use axum::{
    extract::{Path, State},
    Json,
};
use serde_json::{json, Value};
use std::sync::Arc;
use uuid::Uuid;

use converge_graph::Node;

use crate::error::ApiResult;
use crate::state::AppState;

pub async fn get_node(
    State(state): State<Arc<AppState>>,
    Path(node_id): Path<Uuid>,
) -> ApiResult<Json<Node>> {
    let node = state.store.get_node(node_id).await?;
    Ok(Json(node))
}

/// Delete a node and its whole subtree. Root nodes are rejected with 400;
/// deleting the conversation is the only way to remove a root.
pub async fn delete_node(
    State(state): State<Arc<AppState>>,
    Path(node_id): Path<Uuid>,
) -> ApiResult<Json<Value>> {
    state.store.delete_node(node_id).await?;

    Ok(Json(json!({
        "status": "deleted",
        "node_id": node_id,
    })))
}

/// Ancestor path from the conversation root to this node, inclusive.
pub async fn get_ancestors(
    State(state): State<Arc<AppState>>,
    Path(node_id): Path<Uuid>,
) -> ApiResult<Json<Vec<Node>>> {
    let ancestors = state.store.get_ancestors(node_id).await?;
    Ok(Json(ancestors))
}

pub async fn get_children(
    State(state): State<Arc<AppState>>,
    Path(node_id): Path<Uuid>,
) -> ApiResult<Json<Vec<Node>>> {
    // 404 for unknown ids even though an unknown id trivially has no children.
    state.store.get_node(node_id).await?;
    let children = state.store.get_children(node_id).await;
    Ok(Json(children))
}
use axum::{
    http::StatusCode,
    response::{IntoResponse, Response},
    Json,
};
use converge_graph::StoreError;
use thiserror::Error;

pub type ApiResult<T> = Result<T, ApiError>;

#[derive(Debug, Error)]
pub enum ApiError {
    #[error("{0}")]
    NotFound(String),
    #[error("{0}")]
    BadRequest(String),
    #[error(transparent)]
    Internal(#[from] anyhow::Error),
}

impl From<StoreError> for ApiError {
    fn from(e: StoreError) -> Self {
        match e {
            StoreError::ConversationNotFound
            | StoreError::NodeNotFound
            | StoreError::EdgeNotFound => ApiError::NotFound(e.to_string()),
            StoreError::RootDeletion | StoreError::ForeignNode => {
                ApiError::BadRequest(e.to_string())
            }
        }
    }
}

impl IntoResponse for ApiError {
    fn into_response(self) -> Response {
        let (status, detail) = match &self {
            ApiError::NotFound(message) => (StatusCode::NOT_FOUND, message.clone()),
            ApiError::BadRequest(message) => (StatusCode::BAD_REQUEST, message.clone()),
            ApiError::Internal(e) => {
                tracing::error!(error = %e, "internal server error");
                (
                    StatusCode::INTERNAL_SERVER_ERROR,
                    "Internal server error".to_string(),
                )
            }
        };

        (status, Json(serde_json::json!({ "detail": detail }))).into_response()
    }
}
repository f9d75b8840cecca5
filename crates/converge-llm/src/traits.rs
use crate::streaming::TokenStream;
use async_trait::async_trait;
use thiserror::Error;

/// One candidate attempt against the completion backend.
#[derive(Debug, Clone)]
pub struct CompletionRequest {
    pub model: String,
    /// System instruction (the conversation root's context).
    pub system: String,
    /// User-turn payload reconstructed from the ancestor transcript.
    pub user: String,
}

impl CompletionRequest {
    pub fn new(
        model: impl Into<String>,
        system: impl Into<String>,
        user: impl Into<String>,
    ) -> Self {
        Self {
            model: model.into(),
            system: system.into(),
            user: user.into(),
        }
    }
}

/// Failure before any fragment was produced. `Rejected` is the per-candidate
/// up-front refusal that drives fallback; a mid-stream failure never reaches
/// this type, it surfaces on the token stream itself.
#[derive(Debug, Error)]
pub enum CompletionError {
    #[error("HTTP {status}: {body}")]
    Rejected {
        model: String,
        status: u16,
        body: String,
    },
    #[error("request to {model} failed: {source}")]
    Request {
        model: String,
        #[source]
        source: anyhow::Error,
    },
}

/// Streaming contract against the model backend.
///
/// A successful call returns a lazy, finite token stream terminated by
/// `StreamEvent::Done`; the consumer may drop the stream early to cancel the
/// underlying call.
#[async_trait]
pub trait CompletionClient: Send + Sync {
    async fn stream_completion(
        &self,
        request: CompletionRequest,
    ) -> Result<TokenStream, CompletionError>;

    /// Ranked free-tier models tried in order when no model is requested.
    fn fallback_models(&self) -> &[String];
}
pub mod config;
pub mod error;
pub mod handlers;
pub mod middleware;
pub mod routes;
pub mod schemas;
pub mod state;
use std::sync::Arc;

use converge_engine::Orchestrator;
use converge_graph::GraphStore;

use crate::config::Config;

/// Shared application state passed to all handlers
///
/// All resources are wrapped in Arc for efficient sharing across async tasks.
#[derive(Clone)]
pub struct AppState {
    pub config: Arc<Config>,
    pub store: Arc<GraphStore>,
    pub orchestrator: Arc<Orchestrator>,
}

impl AppState {
    pub fn new(config: Config, store: Arc<GraphStore>, orchestrator: Orchestrator) -> Self {
        Self {
            config: Arc::new(config),
            store,
            orchestrator: Arc::new(orchestrator),
        }
    }
}
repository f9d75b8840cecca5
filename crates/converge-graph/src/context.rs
use crate::models::Node;

/// Prompt material reconstructed from an ancestor path.
#[derive(Debug, Clone)]
pub struct BuiltContext {
    /// The root node's own context, sent as the system instruction.
    pub system: String,
    /// Full transcript (root context, completed turns, new query) joined by
    /// blank lines. Stored as the new node's `context`.
    pub transcript: String,
    /// The user-turn payload sent to the completion engine: everything except
    /// the root context, joined by newlines, with the new query appended.
    pub user_payload: String,
}

/// Build the linear prompt for a new branch from the parent's ancestor path
/// (root first) and the new user query.
///
/// An ancestor contributes its `User:`/`Assistant:` pair only when both the
/// query and the response are present; a node whose streaming never completed
/// is skipped entirely rather than leaving a dangling query.
pub fn build_context(ancestors: &[Node], query: &str) -> BuiltContext {
    let system = ancestors
        .first()
        .map(|root| root.context.clone())
        .unwrap_or_default();

    let mut fragments = vec![system.clone()];
    for ancestor in ancestors.iter().skip(1) {
        if let (Some(q), Some(r)) = (ancestor.query.as_deref(), ancestor.response.as_deref()) {
            if !q.is_empty() && !r.is_empty() {
                fragments.push(format!("User: {}", q));
                fragments.push(format!("Assistant: {}", r));
            }
        }
    }
    fragments.push(format!("User: {}", query));

    let transcript = fragments.join("\n\n");
    let user_payload = format!("{}\n\nUser: {}", fragments[1..].join("\n"), query)
        .trim()
        .to_string();

    BuiltContext {
        system,
        transcript,
        user_payload,
    }
}
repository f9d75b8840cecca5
// OpenRouter-specific client implementation

use crate::streaming::{parse_sse_stream, TokenStream};
use crate::traits::{CompletionClient, CompletionError, CompletionRequest};
use anyhow::{Context, Result};
use async_trait::async_trait;
use reqwest::header::{HeaderMap, HeaderValue, AUTHORIZATION, CONTENT_TYPE};

const OPENROUTER_API_BASE: &str = "https://openrouter.ai/api/v1";

/// Free-tier models tried in order when the client does not request a
/// specific one.
const FREE_MODELS: &[&str] = &[
    "meta-llama/llama-3.3-70b-instruct:free",
    "meta-llama/llama-3.2-3b-instruct:free",
    "amazon/nova-2-lite-v1:free",
    "openai/gpt-oss-20b:free",
    "google/gemma-3-27b-it:free",
    "mistralai/mistral-7b-instruct:free",
    "nvidia/nemotron-nano-9b-v2:free",
    "alibaba/tongyi-deepresearch-30b-a3b:free",
    "moonshotai/kimi-k2:free",
];

/// OpenRouter client (HTTP direct, no SDK)
pub struct OpenRouterClient {
    http_client: reqwest::Client,
    base_url: String,
    fallback: Vec<String>,
}

impl OpenRouterClient {
    /// Create new client with API key
    pub fn new(api_key: impl Into<String>) -> Result<Self> {
        let api_key = api_key.into();

        let mut headers = HeaderMap::new();
        headers.insert(CONTENT_TYPE, HeaderValue::from_static("application/json"));
        headers.insert(
            AUTHORIZATION,
            HeaderValue::from_str(&format!("Bearer {}", api_key))
                .context("Invalid API key format")?,
        );
        headers.insert("HTTP-Referer", HeaderValue::from_static("https://converge.local"));
        headers.insert("X-Title", HeaderValue::from_static("ConVerge"));

        let http_client = reqwest::Client::builder()
            .default_headers(headers)
            .build()
            .context("Failed to create HTTP client")?;

        Ok(Self {
            http_client,
            base_url: OPENROUTER_API_BASE.to_string(),
            fallback: FREE_MODELS.iter().map(|m| m.to_string()).collect(),
        })
    }

    /// Override the API base url (useful for testing against a local stub).
    pub fn with_base_url(mut self, base_url: impl Into<String>) -> Self {
        self.base_url = base_url.into();
        self
    }

    /// Replace the ranked fallback list.
    pub fn with_fallback_models(mut self, models: Vec<String>) -> Self {
        self.fallback = models;
        self
    }
}

#[async_trait]
impl CompletionClient for OpenRouterClient {
    async fn stream_completion(
        &self,
        request: CompletionRequest,
    ) -> Result<TokenStream, CompletionError> {
        let payload = serde_json::json!({
            "model": request.model,
            "messages": [
                { "role": "system", "content": request.system },
                { "role": "user", "content": request.user },
            ],
            "stream": true,
        });

        tracing::debug!(model = %request.model, "opening completion stream");

        let response = self
            .http_client
            .post(format!("{}/chat/completions", self.base_url))
            .json(&payload)
            .send()
            .await
            .map_err(|e| CompletionError::Request {
                model: request.model.clone(),
                source: e.into(),
            })?;

        if !response.status().is_success() {
            let status = response.status().as_u16();
            let body = response.text().await.unwrap_or_default();
            tracing::warn!(model = %request.model, status, "model rejected request");
            return Err(CompletionError::Rejected {
                model: request.model,
                status,
                body,
            });
        }

        Ok(parse_sse_stream(response))
    }

    fn fallback_models(&self) -> &[String] {
        &self.fallback
    }
}
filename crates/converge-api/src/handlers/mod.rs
pub mod stream;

+ + + + + + +

**WORK INSTRUCTIONS**
Pull every line holding "HeaderMap" out of the records.

**TASK RESPONSE**
use reqwest::header::{HeaderMap, HeaderValue, AUTHORIZATION, CONTENT_TYPE};
        let mut headers = HeaderMap::new();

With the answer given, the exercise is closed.